Friday, August 3, 2007

Office 2008 Ship Date

Joe Kissell:

As a Mac journalist, I find it highly significant that a company the size of Microsoft can’t hit a release window that’s six months wide even when they set that target a mere six months in advance, and I think that’s worth giving the company at least a mild tongue-lashing. But really: I don’t care about the slip. It’s a pity, but no big deal.

What I do care very much about, though, as someone who uses words for a living, is the language Microsoft chose to use in the press release they sent out announcing this delay. It is, truly, a delay: a difference of (depending on how you interpreted “second half of 2007”) anywhere from two weeks to six months and two weeks. And most of the news sites that reported on the delay described it as such. But Microsoft themselves did not use the word “delay.” They didn’t mention that they’d previously announced an earlier date. They didn’t say they were sorry. Instead, they used standard weaselly marketing language to make it sound like they were announcing a virtual non-event, and perhaps even to subtly suggest that anyone who wanted to think about it differently doesn’t care about quality.
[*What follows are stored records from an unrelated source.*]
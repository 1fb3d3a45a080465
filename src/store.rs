//! Persistence collaborators.
//!
//! The traits describe what the guards and handlers need from a user and a
//! sale store. The stores provide their own synchronization, and every method
//! is atomic for the single record it touches. The in-memory implementations
//! back the tests and can be used when embedding without a database.

use async_trait::async_trait;
use chrono::{DateTime, Utc};
use parking_lot::RwLock;

use crate::error::StoreError;
use crate::id::EntityId;
use crate::model::{Listing, Sale, User};
use crate::ownership::OwnedLookup;

/// User records.
#[async_trait]
pub trait UserStore: Send + Sync {
    /// Finds a user by (normalized) email.
    async fn find_by_email(&self, email: &str) -> Result<Option<User>, StoreError>;

    /// Finds a user by id.
    async fn find_by_id(&self, id: &EntityId) -> Result<Option<User>, StoreError>;

    /// Batch lookup. The result is aligned with `ids`, with `None` for misses.
    async fn find_many(&self, ids: &[EntityId]) -> Result<Vec<Option<User>>, StoreError>;

    /// Inserts a new user. Fails with [`StoreError::Conflict`] on a taken email.
    async fn insert(&self, user: User) -> Result<User, StoreError>;

    /// Appends `sale` to the user's sale list. Returns `false` if the user is gone.
    async fn add_sale(&self, user: &EntityId, sale: &EntityId) -> Result<bool, StoreError>;

    /// Removes `sale` from the user's sale list. Returns `false` if the user is gone.
    async fn remove_sale(&self, user: &EntityId, sale: &EntityId) -> Result<bool, StoreError>;
}

/// Sale records.
#[async_trait]
pub trait SaleStore: Send + Sync {
    /// Finds a sale by id.
    async fn find_by_id(&self, id: &EntityId) -> Result<Option<Sale>, StoreError>;

    /// Inserts or replaces a sale, returning what was stored.
    async fn save(&self, sale: Sale) -> Result<Sale, StoreError>;

    /// Replaces the listing of an existing sale in one atomic step and
    /// stamps `updated_at`. Returns `None` if the sale is gone; never inserts.
    async fn update_listing(
        &self,
        id: &EntityId,
        listing: Listing,
        now: DateTime<Utc>,
    ) -> Result<Option<Sale>, StoreError>;

    /// Deletes a sale, returning it if it existed.
    async fn delete_by_id(&self, id: &EntityId) -> Result<Option<Sale>, StoreError>;

    /// Newest first, skipping `skip` and returning at most `limit`.
    async fn list(&self, skip: usize, limit: usize) -> Result<Vec<Sale>, StoreError>;

    /// All sales owned by `owner`, newest first.
    async fn list_by_owner(&self, owner: &EntityId) -> Result<Vec<Sale>, StoreError>;
}

/// In-memory [`UserStore`].
#[derive(Debug, Default)]
pub struct InMemoryUserStore {
    users: RwLock<Vec<User>>,
}

impl InMemoryUserStore {
    /// Creates an empty store.
    pub fn new() -> Self {
        Self::default()
    }

    /// Removes a user outright. Mirrors an out-of-band account deletion.
    pub fn remove(&self, id: &EntityId) -> Option<User> {
        let mut users = self.users.write();
        let pos = users.iter().position(|u| u.id == *id)?;
        Some(users.remove(pos))
    }

    /// Number of stored users.
    pub fn len(&self) -> usize {
        self.users.read().len()
    }

    /// Whether the store is empty.
    pub fn is_empty(&self) -> bool {
        self.users.read().is_empty()
    }

    fn edit_sales<F>(&self, user: &EntityId, edit: F) -> bool
    where
        F: FnOnce(&mut Vec<EntityId>),
    {
        let mut users = self.users.write();
        match users.iter_mut().find(|u| u.id == *user) {
            Some(found) => {
                edit(&mut found.sales);
                found.updated_at = Utc::now();
                true
            }
            None => false,
        }
    }
}

#[async_trait]
impl UserStore for InMemoryUserStore {
    async fn find_by_email(&self, email: &str) -> Result<Option<User>, StoreError> {
        Ok(self.users.read().iter().find(|u| u.email == email).cloned())
    }

    async fn find_by_id(&self, id: &EntityId) -> Result<Option<User>, StoreError> {
        Ok(self.users.read().iter().find(|u| u.id == *id).cloned())
    }

    async fn find_many(&self, ids: &[EntityId]) -> Result<Vec<Option<User>>, StoreError> {
        let users = self.users.read();
        Ok(ids
            .iter()
            .map(|id| users.iter().find(|u| u.id == *id).cloned())
            .collect())
    }

    async fn insert(&self, user: User) -> Result<User, StoreError> {
        let mut users = self.users.write();
        if users.iter().any(|u| u.email == user.email) {
            return Err(StoreError::Conflict(format!("email {} taken", user.email)));
        }
        users.push(user.clone());
        Ok(user)
    }

    async fn add_sale(&self, user: &EntityId, sale: &EntityId) -> Result<bool, StoreError> {
        Ok(self.edit_sales(user, |sales| sales.push(*sale)))
    }

    async fn remove_sale(&self, user: &EntityId, sale: &EntityId) -> Result<bool, StoreError> {
        Ok(self.edit_sales(user, |sales| sales.retain(|s| s != sale)))
    }
}

/// In-memory [`SaleStore`]. Keeps insertion order, which doubles as age order.
#[derive(Debug, Default)]
pub struct InMemorySaleStore {
    sales: RwLock<Vec<Sale>>,
}

impl InMemorySaleStore {
    /// Creates an empty store.
    pub fn new() -> Self {
        Self::default()
    }

    /// Number of stored sales.
    pub fn len(&self) -> usize {
        self.sales.read().len()
    }

    /// Whether the store is empty.
    pub fn is_empty(&self) -> bool {
        self.sales.read().is_empty()
    }
}

#[async_trait]
impl SaleStore for InMemorySaleStore {
    async fn find_by_id(&self, id: &EntityId) -> Result<Option<Sale>, StoreError> {
        Ok(self.sales.read().iter().find(|s| s.id == *id).cloned())
    }

    async fn save(&self, sale: Sale) -> Result<Sale, StoreError> {
        let mut sales = self.sales.write();
        match sales.iter_mut().find(|s| s.id == sale.id) {
            Some(existing) => *existing = sale.clone(),
            None => sales.push(sale.clone()),
        }
        Ok(sale)
    }

    async fn update_listing(
        &self,
        id: &EntityId,
        listing: Listing,
        now: DateTime<Utc>,
    ) -> Result<Option<Sale>, StoreError> {
        let mut sales = self.sales.write();
        Ok(sales.iter_mut().find(|s| s.id == *id).map(|sale| {
            sale.listing = listing;
            sale.updated_at = now;
            sale.clone()
        }))
    }

    async fn delete_by_id(&self, id: &EntityId) -> Result<Option<Sale>, StoreError> {
        let mut sales = self.sales.write();
        Ok(sales
            .iter()
            .position(|s| s.id == *id)
            .map(|pos| sales.remove(pos)))
    }

    async fn list(&self, skip: usize, limit: usize) -> Result<Vec<Sale>, StoreError> {
        Ok(self
            .sales
            .read()
            .iter()
            .rev()
            .skip(skip)
            .take(limit)
            .cloned()
            .collect())
    }

    async fn list_by_owner(&self, owner: &EntityId) -> Result<Vec<Sale>, StoreError> {
        Ok(self
            .sales
            .read()
            .iter()
            .rev()
            .filter(|s| s.user == *owner)
            .cloned()
            .collect())
    }
}

#[async_trait]
impl OwnedLookup for InMemorySaleStore {
    async fn owner_of(&self, id: &EntityId) -> Result<Option<EntityId>, StoreError> {
        Ok(self.sales.read().iter().find(|s| s.id == *id).map(|s| s.user))
    }
}

#[cfg(test)]
mod tests {
    use super::*;
    use crate::model::{Listing, NewUser};

    fn user(email: &str) -> User {
        NewUser {
            first_name: "Test".to_string(),
            last_name: "User".to_string(),
            email: email.to_string(),
        }
        .into_user("hash".to_string(), Utc::now())
    }

    fn sale(owner: EntityId, address: &str) -> Sale {
        Sale::new(
            Listing {
                address: address.to_string(),
                latitude: 0.0,
                longitude: 0.0,
                kind: "garage".to_string(),
                categories: Vec::new(),
                desc: "desc".to_string(),
                year: 2024,
            },
            owner,
            Utc::now(),
        )
    }

    #[tokio::test]
    async fn user_insert_rejects_duplicate_email() {
        let store = InMemoryUserStore::new();
        store.insert(user("a@b.io")).await.unwrap();
        let err = store.insert(user("a@b.io")).await.unwrap_err();
        assert!(matches!(err, StoreError::Conflict(_)));
        assert_eq!(store.len(), 1);
    }

    #[tokio::test]
    async fn sale_list_is_newest_first_with_paging() {
        let store = InMemorySaleStore::new();
        let owner = EntityId::generate();
        for address in ["first", "second", "third"] {
            store.save(sale(owner, address)).await.unwrap();
        }

        let page: Vec<String> = store
            .list(1, 5)
            .await
            .unwrap()
            .into_iter()
            .map(|s| s.listing.address)
            .collect();
        assert_eq!(page, vec!["second", "first"]);
    }

    #[tokio::test]
    async fn add_and_remove_sale_edit_user_list() {
        let users = InMemoryUserStore::new();
        let u = users.insert(user("a@b.io")).await.unwrap();
        let s = EntityId::generate();

        assert!(users.add_sale(&u.id, &s).await.unwrap());
        assert_eq!(users.find_by_id(&u.id).await.unwrap().unwrap().sales, vec![s]);
        assert!(users.remove_sale(&u.id, &s).await.unwrap());
        assert!(users.find_by_id(&u.id).await.unwrap().unwrap().sales.is_empty());
        assert!(!users.add_sale(&EntityId::generate(), &s).await.unwrap());
    }

    #[tokio::test]
    async fn find_many_preserves_request_order() {
        let users = InMemoryUserStore::new();
        let a = users.insert(user("a@b.io")).await.unwrap();
        let b = users.insert(user("b@b.io")).await.unwrap();
        let missing = EntityId::generate();

        let found = users.find_many(&[b.id, missing, a.id]).await.unwrap();
        assert_eq!(found[0].as_ref().map(|u| u.id), Some(b.id));
        assert!(found[1].is_none());
        assert_eq!(found[2].as_ref().map(|u| u.id), Some(a.id));
    }

    #[tokio::test]
    async fn update_listing_edits_in_place_and_never_resurrects() {
        let store = InMemorySaleStore::new();
        let s = store.save(sale(EntityId::generate(), "old")).await.unwrap();
        let later = s.updated_at + chrono::Duration::seconds(5);

        let mut listing = s.listing.clone();
        listing.address = "new".to_string();
        let updated = store
            .update_listing(&s.id, listing.clone(), later)
            .await
            .unwrap()
            .unwrap();
        assert_eq!(updated.listing.address, "new");
        assert_eq!(updated.updated_at, later);
        assert_eq!(updated.created_at, s.created_at);

        store.delete_by_id(&s.id).await.unwrap();
        assert_eq!(store.update_listing(&s.id, listing, later).await.unwrap(), None);
        assert!(store.is_empty());
    }

    #[tokio::test]
    async fn owner_lookup_reports_sale_owner() {
        let store = InMemorySaleStore::new();
        let owner = EntityId::generate();
        let s = store.save(sale(owner, "x")).await.unwrap();
        assert_eq!(store.owner_of(&s.id).await.unwrap(), Some(owner));
        assert_eq!(store.owner_of(&EntityId::generate()).await.unwrap(), None);
    }
}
Of course, Microsoft isn’t the only huge Mac developer to miss a multi-month shipping window that it had only recently set. Apple’s reason for its delay sounded a little off, but it did admit that there was a delay.

2 Comments RSS · Twitter

Also, I liked Apple's reason for the Leopard delay: a good iPhone release. Microsoft's reason is poor management (although it's impossible with software to ever know when a product can ship). I mean, if Office 2008 were something we really needed, then I'd be disappointed by the delay. Or, if Microsoft had a great product they were shifting efforts to, ditto. But neither is the case.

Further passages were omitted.